The script 2to3.py proves very helpful when correcting Python 2 code, as it automatically generates Python 3 code in the final step. The tool offers several options for this. (see figure in the...) PDF)

The direct way is to overwrite the original file: python `port.py -w`. The result is the source code ported to Python 3. Interestingly, the code generator has replaced the `filter()` expression with an equivalent list comprehension. (See figure in the diagram.) PDF)

Python 2 and Python 3 are supported

If the Python code needs to be rewritten to be supported by both Python 2 and Python 3, the scripts `futurize` [13] and `modernize` [14] can be used. The `modernize` script is more conservative in modifying the Python code than the `futurize` script. As in the previous section, there are two prerequisites for modifying the Python code: having test coverage and having already migrated the Python code to Python 2.7.

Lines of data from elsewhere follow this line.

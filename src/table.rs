//! Plain-text tables for terminal output.

use std::{borrow::Cow, fmt::Write as _};

/// Cell width used for data previews; longer cells are cut and end with `…`.
pub const MAX_CELL_WIDTH: usize = 48;

#[derive(Debug, Clone, Copy, PartialEq, Eq)]
enum Align {
    Left,
    Right,
}

pub fn render_table(headers: &[String], rows: &[Vec<String>]) -> String {
    render(headers, rows, usize::MAX)
}

pub fn render_clipped(headers: &[String], rows: &[Vec<String>], max_width: usize) -> String {
    render(headers, rows, max_width.max(2))
}

pub fn print_table(headers: &[String], rows: &[Vec<String>]) {
    print!("{}", render_table(headers, rows));
}

pub fn print_clipped(headers: &[String], rows: &[Vec<String>], max_width: usize) {
    print!("{}", render_clipped(headers, rows, max_width));
}

fn render(headers: &[String], rows: &[Vec<String>], limit: usize) -> String {
    let mut widths = headers
        .iter()
        .map(|h| display_width(h).min(limit))
        .collect::<Vec<_>>();
    for row in rows {
        for (width, cell) in widths.iter_mut().zip(row) {
            *width = (*width).max(display_width(cell).min(limit));
        }
    }
    let widths = widths.into_iter().map(|w| w.max(3)).collect::<Vec<_>>();

    // A column whose non-empty cells are all numbers is right-aligned.
    let aligns = (0..widths.len())
        .map(|idx| {
            let mut cells = rows
                .iter()
                .filter_map(|row| row.get(idx))
                .filter(|cell| !cell.is_empty())
                .peekable();
            if cells.peek().is_some() && cells.all(|cell| cell.trim().parse::<f64>().is_ok()) {
                Align::Right
            } else {
                Align::Left
            }
        })
        .collect::<Vec<_>>();

    let mut output = String::new();
    let header_aligns = vec![Align::Left; widths.len()];
    let _ = writeln!(output, "{}", format_row(headers, &widths, &header_aligns, limit));
    let rule = widths.iter().map(|w| "-".repeat(*w)).collect::<Vec<_>>();
    let _ = writeln!(output, "{}", format_row(&rule, &widths, &header_aligns, limit));
    for row in rows {
        let _ = writeln!(output, "{}", format_row(row, &widths, &aligns, limit));
    }
    output
}

fn format_row(values: &[String], widths: &[usize], aligns: &[Align], limit: usize) -> String {
    let mut line = String::new();
    for (idx, width) in widths.iter().enumerate() {
        if idx > 0 {
            line.push_str("  ");
        }
        let cell = values.get(idx).map(|v| fit_cell(v, limit)).unwrap_or_default();
        let padding = " ".repeat(width.saturating_sub(display_width(&cell)));
        match aligns.get(idx) {
            Some(Align::Right) => {
                line.push_str(&padding);
                line.push_str(&cell);
            }
            _ => {
                line.push_str(&cell);
                line.push_str(&padding);
            }
        }
    }
    line.truncate(line.trim_end().len());
    line
}

fn fit_cell(value: &str, limit: usize) -> Cow<'_, str> {
    let cleaned = if value.contains(['\n', '\r', '\t']) {
        Cow::Owned(value.replace(['\n', '\r', '\t'], " "))
    } else {
        Cow::Borrowed(value)
    };
    if display_width(&cleaned) <= limit {
        return cleaned;
    }
    let mut cut = cleaned
        .chars()
        .take(limit - 1)
        .collect::<String>();
    cut.push('…');
    Cow::Owned(cut)
}

fn display_width(value: &str) -> usize {
    value.chars().count()
}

The cheat sheet „Cheat Sheet: Writing Python 2-3 compatible code“ [15] describes in detail the syntactic differences between Python 2 and Python 3 and how to write Python code that is supported by both Python 2 and Python 3.

Further information

[1]: Data type str: https://docs.python.org/3/library/functions.html#str

[2]: Data type bytes: https://docs.python.org/3/library/functions.html#bytes

[3]: Rainer Grimm, „Decorators in Python“: Linux Magazine 06/09, p. 96

[4]: PEP 8 – Style Guide for Python Code: https://www.python.org/dev/peps/pep-0008/

[5]: What's New in Python 3: https://docs.python.org/3/whatsnew/3.0.html#library-changes

[6]: RAII: https://de.wikipedia.org/wiki/RESOURCESBELEUNG_IST_INITIALIZATION

[7]: Library contextlib: https://docs.python.org/3/library/contextlib.html#module-contextlib

[8]: PEP 0343: https://www.python.org/dev/peps/pep-0343

[9]: Library numbers: https://docs.python.org/3/library/numbers.html#module-numbers

[10]: Library collections: https://docs.python.org/3/library/collections.html#module-collection

[11]: Library multiprocessing: https://docs.python.org/3/library/multiprocessing.html#module-multiprocessing

[12]: The Global Interpreter Lock (GIL): https://docs.python.org/c-api/init.html#thread-state-and-the-global-interpreter-lock

[13]: Futurize: https://python-future.org/automatic_conversion.html

[14]: Modernize: https://python-modernize.readthedocs.io/en/latest

[15]: Cheat Sheet: Writing Python 2-3 compatible code: https://python-future.org/compatible_idioms.html

author

Rainer Grimm has worked for many years as a software architect, team leader, and trainer. In his free time, he enjoys writing articles about the programming languages C++, Python, and Haskell, and also speaks at industry conferences. On his blog, Modernes C++ (Heise Developer), he delves deeply into his passion for C++. He has been self-employed since 2016. Sharing knowledge about modern C++ is particularly important to him. His books "C++11 für Programmierer" (C++11 for Programmers), "C++", and "C++-Standardbibliothek" (C++ Standard Library) for the "kurz und gut" (short and sweet) series are published by O'Reilly. His English-language works, "The C++ Standard Library" and "Concurrency with Modern C++", have been translated into several languages.